Find the word "Option" in the records and copy every line where it occurs.

----------

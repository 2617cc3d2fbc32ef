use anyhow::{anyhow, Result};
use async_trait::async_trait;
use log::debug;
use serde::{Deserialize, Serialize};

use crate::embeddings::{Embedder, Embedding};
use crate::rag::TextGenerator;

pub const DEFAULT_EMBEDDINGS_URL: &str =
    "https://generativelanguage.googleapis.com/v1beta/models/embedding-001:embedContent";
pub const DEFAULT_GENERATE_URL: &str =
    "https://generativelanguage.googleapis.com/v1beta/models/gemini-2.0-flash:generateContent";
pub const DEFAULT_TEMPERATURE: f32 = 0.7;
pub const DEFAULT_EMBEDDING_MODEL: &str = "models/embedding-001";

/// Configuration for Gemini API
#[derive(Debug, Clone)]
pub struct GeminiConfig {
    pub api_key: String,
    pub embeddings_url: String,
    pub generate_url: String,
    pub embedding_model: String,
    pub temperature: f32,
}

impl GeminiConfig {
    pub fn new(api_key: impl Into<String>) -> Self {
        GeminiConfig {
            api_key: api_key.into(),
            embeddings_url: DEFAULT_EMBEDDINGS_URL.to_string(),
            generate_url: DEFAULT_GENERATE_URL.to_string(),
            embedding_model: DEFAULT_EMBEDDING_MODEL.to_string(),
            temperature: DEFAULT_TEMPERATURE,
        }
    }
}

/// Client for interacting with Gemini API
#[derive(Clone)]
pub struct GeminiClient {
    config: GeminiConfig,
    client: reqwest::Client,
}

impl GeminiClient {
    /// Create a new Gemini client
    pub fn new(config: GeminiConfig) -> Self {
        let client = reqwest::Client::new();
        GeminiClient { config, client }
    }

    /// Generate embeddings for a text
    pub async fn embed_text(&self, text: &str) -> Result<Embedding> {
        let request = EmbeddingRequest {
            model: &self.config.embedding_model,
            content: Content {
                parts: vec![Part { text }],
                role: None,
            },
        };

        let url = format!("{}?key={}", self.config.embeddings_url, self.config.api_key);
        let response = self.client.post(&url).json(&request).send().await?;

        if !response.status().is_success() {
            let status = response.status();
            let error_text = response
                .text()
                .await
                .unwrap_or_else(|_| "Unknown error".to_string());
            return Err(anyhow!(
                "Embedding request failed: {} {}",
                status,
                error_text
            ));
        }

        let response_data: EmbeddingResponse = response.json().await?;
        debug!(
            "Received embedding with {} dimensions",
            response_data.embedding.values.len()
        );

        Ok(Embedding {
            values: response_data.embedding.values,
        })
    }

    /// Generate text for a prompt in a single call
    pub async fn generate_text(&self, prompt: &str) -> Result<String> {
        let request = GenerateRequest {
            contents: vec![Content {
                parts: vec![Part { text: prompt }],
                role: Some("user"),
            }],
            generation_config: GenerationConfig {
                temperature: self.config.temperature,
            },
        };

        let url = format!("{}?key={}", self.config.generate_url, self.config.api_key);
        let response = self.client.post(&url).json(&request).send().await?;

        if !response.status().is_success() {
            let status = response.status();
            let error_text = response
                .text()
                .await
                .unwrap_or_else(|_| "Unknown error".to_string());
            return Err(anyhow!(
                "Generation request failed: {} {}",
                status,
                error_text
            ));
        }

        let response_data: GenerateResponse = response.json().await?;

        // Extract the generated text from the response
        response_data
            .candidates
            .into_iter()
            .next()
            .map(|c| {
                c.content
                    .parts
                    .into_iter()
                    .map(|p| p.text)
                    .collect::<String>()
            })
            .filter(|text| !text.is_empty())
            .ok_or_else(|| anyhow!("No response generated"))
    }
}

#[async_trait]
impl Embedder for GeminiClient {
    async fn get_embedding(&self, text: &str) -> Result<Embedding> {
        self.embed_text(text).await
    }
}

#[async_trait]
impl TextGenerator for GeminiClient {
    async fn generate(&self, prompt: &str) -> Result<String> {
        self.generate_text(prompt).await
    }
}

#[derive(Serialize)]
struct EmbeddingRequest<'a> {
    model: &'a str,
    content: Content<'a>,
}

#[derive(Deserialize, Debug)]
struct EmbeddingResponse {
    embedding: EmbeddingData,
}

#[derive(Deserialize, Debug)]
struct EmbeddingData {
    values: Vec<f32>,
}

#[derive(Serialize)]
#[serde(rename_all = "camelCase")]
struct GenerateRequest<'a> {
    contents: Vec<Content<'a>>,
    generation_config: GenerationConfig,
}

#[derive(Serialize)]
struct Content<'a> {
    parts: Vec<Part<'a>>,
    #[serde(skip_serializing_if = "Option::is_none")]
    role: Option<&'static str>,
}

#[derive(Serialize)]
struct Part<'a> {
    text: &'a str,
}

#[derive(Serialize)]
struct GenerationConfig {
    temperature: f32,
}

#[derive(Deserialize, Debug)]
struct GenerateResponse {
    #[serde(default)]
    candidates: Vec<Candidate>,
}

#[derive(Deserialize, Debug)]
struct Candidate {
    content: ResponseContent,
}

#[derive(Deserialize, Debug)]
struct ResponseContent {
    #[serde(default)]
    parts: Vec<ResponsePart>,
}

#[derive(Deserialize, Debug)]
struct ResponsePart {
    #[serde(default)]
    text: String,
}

----------

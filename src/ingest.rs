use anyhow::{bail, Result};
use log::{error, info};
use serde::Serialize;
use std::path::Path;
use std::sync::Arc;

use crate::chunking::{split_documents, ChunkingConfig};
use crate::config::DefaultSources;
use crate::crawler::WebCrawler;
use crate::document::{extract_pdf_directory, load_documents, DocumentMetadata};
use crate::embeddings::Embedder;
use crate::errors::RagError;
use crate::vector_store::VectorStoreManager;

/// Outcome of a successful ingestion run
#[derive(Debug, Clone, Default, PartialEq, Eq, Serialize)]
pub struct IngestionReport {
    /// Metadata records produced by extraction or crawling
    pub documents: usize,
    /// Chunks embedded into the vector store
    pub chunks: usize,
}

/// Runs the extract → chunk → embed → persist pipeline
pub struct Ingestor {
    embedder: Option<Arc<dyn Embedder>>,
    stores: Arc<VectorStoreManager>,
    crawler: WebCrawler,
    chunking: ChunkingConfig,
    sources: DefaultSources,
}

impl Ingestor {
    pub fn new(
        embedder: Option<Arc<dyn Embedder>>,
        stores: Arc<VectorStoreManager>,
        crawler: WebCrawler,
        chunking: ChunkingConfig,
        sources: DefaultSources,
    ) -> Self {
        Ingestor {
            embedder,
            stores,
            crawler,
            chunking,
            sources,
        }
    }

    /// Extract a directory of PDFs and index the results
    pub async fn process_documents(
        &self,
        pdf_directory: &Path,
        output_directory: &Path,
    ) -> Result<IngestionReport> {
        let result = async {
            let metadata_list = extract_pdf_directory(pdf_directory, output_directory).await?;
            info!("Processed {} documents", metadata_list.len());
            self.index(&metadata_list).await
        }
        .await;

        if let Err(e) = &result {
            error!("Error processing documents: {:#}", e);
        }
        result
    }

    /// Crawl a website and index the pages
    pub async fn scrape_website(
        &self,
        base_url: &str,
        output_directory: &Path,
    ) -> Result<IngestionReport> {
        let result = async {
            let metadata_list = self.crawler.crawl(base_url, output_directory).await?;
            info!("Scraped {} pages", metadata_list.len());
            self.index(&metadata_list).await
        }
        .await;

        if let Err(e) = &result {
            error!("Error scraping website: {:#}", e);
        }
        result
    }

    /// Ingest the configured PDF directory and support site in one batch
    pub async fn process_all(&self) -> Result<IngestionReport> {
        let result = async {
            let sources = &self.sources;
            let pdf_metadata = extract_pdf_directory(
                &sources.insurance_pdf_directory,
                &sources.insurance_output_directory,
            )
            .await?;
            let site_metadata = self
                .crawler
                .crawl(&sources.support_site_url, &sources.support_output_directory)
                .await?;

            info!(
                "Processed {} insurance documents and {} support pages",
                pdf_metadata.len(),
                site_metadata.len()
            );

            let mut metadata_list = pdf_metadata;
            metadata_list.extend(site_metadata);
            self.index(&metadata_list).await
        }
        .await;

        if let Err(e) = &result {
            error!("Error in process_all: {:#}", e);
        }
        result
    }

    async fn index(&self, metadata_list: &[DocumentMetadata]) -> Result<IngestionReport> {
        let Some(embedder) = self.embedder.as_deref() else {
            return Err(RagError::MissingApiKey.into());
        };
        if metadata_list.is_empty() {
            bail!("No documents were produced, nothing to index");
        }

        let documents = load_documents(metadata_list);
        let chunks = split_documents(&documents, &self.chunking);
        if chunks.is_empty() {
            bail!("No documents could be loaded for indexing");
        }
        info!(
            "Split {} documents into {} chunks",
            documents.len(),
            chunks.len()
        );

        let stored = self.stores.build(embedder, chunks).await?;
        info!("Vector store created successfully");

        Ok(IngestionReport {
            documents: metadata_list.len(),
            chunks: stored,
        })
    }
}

----------

▶ _Response to this task_:
    #[serde(skip_serializing_if = "Option::is_none")]
    role: Option<&'static str>,
    embedder: Option<Arc<dyn Embedder>>,
        embedder: Option<Arc<dyn Embedder>>,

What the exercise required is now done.